Only with a massive cut in government spending and services will the benefit to the average voter be substantial enough for them to make the leap.
The entire basis of American government is incrementalist in nature, preferring gradual change over revolutionary ones, so libertarians from a marketing perspective need to really focus on specific items of freedom and pitch reforms in that manner. It becomes somewhat problematic for first-principles guys like Ron Paul because he pitches his end vision from a philosophical viewpoint, and although I agree largely with it, I know that the vision is radical enough to frighten some. A guy like Gary Johnson is a consequentialist, and by that standard is better able to sell the libertarian philosophy in the present tense because he can market subtle and slight reforms and recognizes that trajectory matters.

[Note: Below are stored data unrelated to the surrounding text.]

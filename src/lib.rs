//! Loan Amortization - French-method schedules with extra-payment comparison
//!
//! This library provides:
//! - Fixed-installment (annuity) payment calculation
//! - Baseline and extra-payment amortization schedules
//! - Savings metrics: interest saved, months saved, prepayment penalty, net savings
//! - Batch scenario runs and extra-payment sweeps
//! - CSV scenario loading and schedule/summary export

pub mod error;
pub mod loan;
pub mod amortization;
pub mod scenario;
pub mod report;

// Re-export commonly used types
pub use error::LoanError;
pub use loan::{LoanParameters, RawLoanInputs, LoanScenario};
pub use amortization::{AmortizationEngine, AmortizationResult, ScheduleRow, ScheduleRowWithExtra, SummaryMetrics};
pub use scenario::ScenarioRunner;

But trajectory matters more than anything right now. The incrementalist bias of our government's checks and balances structure means that, even if genuine libertarians were to win a number of high ranking elected offices including the presidency with consistency over the next two decades, we can't expect libertopia to arrive even then. The biggest thing we need to fix is trajectory. Namely, I will be consider it a massive, nearly unthinkable win, if the next president no matter what name or party, leaves office with a smaller annual budget (even if only in inflation adjusted terms) than was there when he was sworn in. I don't think that has happened since Coolidge.
Tyler Cowen is a technocrat, through and through. It comes through very clearly on his blog.
This.
I don't know how you get to be called a libertarian wanting to MANAGE so many people's lives.
Amazon Bestsellers Rank: #4,229 in Books
So is this good or bad for a libertarian political book which hasn't even been released yet?